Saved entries
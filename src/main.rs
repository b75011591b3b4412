//! funcgate dev server CLI.
//!
//! Serves the handler modules selected by a source path over HTTP:
//! `funcgate [SOURCE] --port 3000`. Each registered function is reachable
//! at `/<name>[/<arg>...]`.

use clap::Parser;
use funcgate::demo;
use funcgate::prelude::*;
use std::path::PathBuf;
use std::sync::Arc;
use tracing_subscriber::EnvFilter;

/// Expose plain functions as HTTP routes.
#[derive(Parser)]
#[command(name = "funcgate", version, about)]
struct Cli {
    /// Handler source: a file or directory of handler modules
    #[arg(default_value = "./")]
    source: PathBuf,

    /// Port to listen on
    #[arg(long, env = "PORT", default_value_t = funcgate::runtime::DEFAULT_PORT)]
    port: u16,

    /// Wrap request bodies in a simulated-event envelope
    #[arg(long)]
    simulate_event: bool,

    /// Disable CORS headers and preflight handling
    #[arg(long)]
    no_cors: bool,
}

#[tokio::main]
async fn main() -> Result<(), Box<dyn std::error::Error + Send + Sync>> {
    tracing_subscriber::fmt()
        .with_env_filter(
            EnvFilter::try_from_default_env().unwrap_or_else(|_| EnvFilter::new("info")),
        )
        .init();

    let cli = Cli::parse();

    if !cli.source.exists() {
        tracing::error!("Module {} does not exist. Exiting.", cli.source.display());
        std::process::exit(1);
    }

    let registry = match FunctionRegistry::load(&cli.source, &demo::modules()) {
        Ok(registry) => registry,
        Err(err) => {
            tracing::error!("{}", err);
            std::process::exit(1);
        }
    };

    let config = GatewayConfig::new()
        .port(cli.port)
        .simulate_event(cli.simulate_event)
        .cors(!cli.no_cors);

    GatewayServer::new(config, Arc::new(registry)).run().await
}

▸ **What the task requires**
The records above should all be quoted exactly, please.

▸ **Result**
filename src/main.rs
repository b75011591b3b4412
//! funcgate dev server CLI.
//!
//! Serves the handler modules selected by a source path over HTTP:
//! `funcgate [SOURCE] --port 3000`. Each registered function is reachable
//! at `/<name>[/<arg>...]`.

use clap::Parser;
use funcgate::demo;
use funcgate::prelude::*;
use std::path::PathBuf;
use std::sync::Arc;
use tracing_subscriber::EnvFilter;

/// Expose plain functions as HTTP routes.
#[derive(Parser)]
#[command(name = "funcgate", version, about)]
struct Cli {
    /// Handler source: a file or directory of handler modules
    #[arg(default_value = "./")]
    source: PathBuf,

    /// Port to listen on
    #[arg(long, env = "PORT", default_value_t = funcgate::runtime::DEFAULT_PORT)]
    port: u16,

    /// Wrap request bodies in a simulated-event envelope
    #[arg(long)]
    simulate_event: bool,

    /// Disable CORS headers and preflight handling
    #[arg(long)]
    no_cors: bool,
}

#[tokio::main]
async fn main() -> Result<(), Box<dyn std::error::Error + Send + Sync>> {
    tracing_subscriber::fmt()
        .with_env_filter(
            EnvFilter::try_from_default_env().unwrap_or_else(|_| EnvFilter::new("info")),
        )
        .init();

    let cli = Cli::parse();

    if !cli.source.exists() {
        tracing::error!("Module {} does not exist. Exiting.", cli.source.display());
        std::process::exit(1);
    }

    let registry = match FunctionRegistry::load(&cli.source, &demo::modules()) {
        Ok(registry) => registry,
        Err(err) => {
            tracing::error!("{}", err);
            std::process::exit(1);
        }
    };

    let config = GatewayConfig::new()
        .port(cli.port)
        .simulate_event(cli.simulate_event)
        .cors(!cli.no_cors);

    GatewayServer::new(config, Arc::new(registry)).run().await
}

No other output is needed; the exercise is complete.